● Problem
Below are entries; count each line that holds the word "const" and report the number without any other words.

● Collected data
══════════
//! Google Maps geocoding.

use std::time::Duration;

use eventsync_core::Coordinates;
use serde::Deserialize;
use tracing::debug;
use url::Url;

use crate::calendar::BoxFuture;
use crate::geocode::{GeoPoint, GeoResolver, GeocodeError, GeocodeResult};

/// Default host of the geocoding API.
pub const DEFAULT_GEOCODING_DOMAIN: &str = "maps.googleapis.com";

const SERVICE_NAME: &str = "Google Maps";

/// Resolves addresses through the Google Maps geocoding API.
#[derive(Debug)]
pub struct GoogleGeocoder {
    http_client: reqwest::Client,
    domain: String,
    api_key: Option<String>,
}

impl GoogleGeocoder {
    /// Creates a geocoder for the given API host.
    pub fn new(domain: impl Into<String>, timeout: Duration) -> Result<Self, reqwest::Error> {
        let http_client = reqwest::Client::builder()
            .timeout(timeout)
            .user_agent(format!("eventsync/{}", env!("CARGO_PKG_VERSION")))
            .build()?;

        Ok(Self {
            http_client,
            domain: domain.into(),
            api_key: None,
        })
    }

    pub fn with_api_key(mut self, api_key: impl Into<String>) -> Self {
        self.api_key = Some(api_key.into());
        self
    }

    fn request_url(&self, address: &str) -> Result<Url, url::ParseError> {
        let mut url = Url::parse(&format!("https://{}/maps/api/geocode/json", self.domain))?;
        {
            let mut query = url.query_pairs_mut();
            query.append_pair("address", address);
            if let Some(key) = &self.api_key {
                query.append_pair("key", key);
            }
        }
        Ok(url)
    }

    /// Looks up one address.
    pub async fn resolve(&self, address: &str) -> GeocodeResult<GeoPoint> {
        let url = self
            .request_url(address)
            .map_err(|e| GeocodeError::service(SERVICE_NAME, address, format!("bad URL: {}", e)))?;

        let response = self
            .http_client
            .get(url)
            .send()
            .await
            .map_err(|e| GeocodeError::service(SERVICE_NAME, address, e.to_string()))?;

        let status = response.status();
        let body = response
            .text()
            .await
            .map_err(|e| GeocodeError::service(SERVICE_NAME, address, e.to_string()))?;

        if !status.is_success() {
            return Err(GeocodeError::service(
                SERVICE_NAME,
                address,
                format!("HTTP {}", status),
            ));
        }

        let point = interpret_response(SERVICE_NAME, address, &body)?;
        debug!(address, resolved = %point.address, "geocoded address");
        Ok(point)
    }
}

impl GeoResolver for GoogleGeocoder {
    fn service_name(&self) -> &str {
        SERVICE_NAME
    }

    fn resolve<'a>(&'a self, address: &'a str) -> BoxFuture<'a, GeocodeResult<GeoPoint>> {
        Box::pin(GoogleGeocoder::resolve(self, address))
    }
}

#[derive(Debug, Deserialize)]
struct GeocodeResponse {
    status: String,
    #[serde(default)]
    results: Vec<GeocodeMatch>,
    error_message: Option<String>,
}

#[derive(Debug, Deserialize)]
struct GeocodeMatch {
    formatted_address: String,
    geometry: Geometry,
}

#[derive(Debug, Deserialize)]
struct Geometry {
    location: LatLng,
}

#[derive(Debug, Deserialize)]
struct LatLng {
    lat: f64,
    lng: f64,
}

/// Reads a geocoding API response body.
///
/// Exactly one match resolves. Zero matches is `NotFound`; several matches are
/// ambiguous and reported as a service failure.
fn interpret_response(service: &str, address: &str, body: &str) -> GeocodeResult<GeoPoint> {
    let response: GeocodeResponse = serde_json::from_str(body).map_err(|e| {
        GeocodeError::service(service, address, format!("invalid response: {}", e))
    })?;

    match response.status.as_str() {
        "OK" => {}
        "ZERO_RESULTS" => return Err(GeocodeError::not_found(service, address)),
        other => {
            let message = match response.error_message {
                Some(detail) => format!("{}: {}", other, detail),
                None => other.to_string(),
            };
            return Err(GeocodeError::service(service, address, message));
        }
    }

    let mut results = response.results;
    match results.len() {
        0 => Err(GeocodeError::not_found(service, address)),
        1 => {
            let found = results.remove(0);
            let coordinates =
                Coordinates::new(found.geometry.location.lat, found.geometry.location.lng)
                    .map_err(|e| GeocodeError::service(service, address, e.to_string()))?;
            Ok(GeoPoint {
                address: found.formatted_address,
                coordinates,
            })
        }
        n => Err(GeocodeError::service(
            service,
            address,
            format!("ambiguous address, {} matches", n),
        )),
    }
}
══════════
● Answer section
2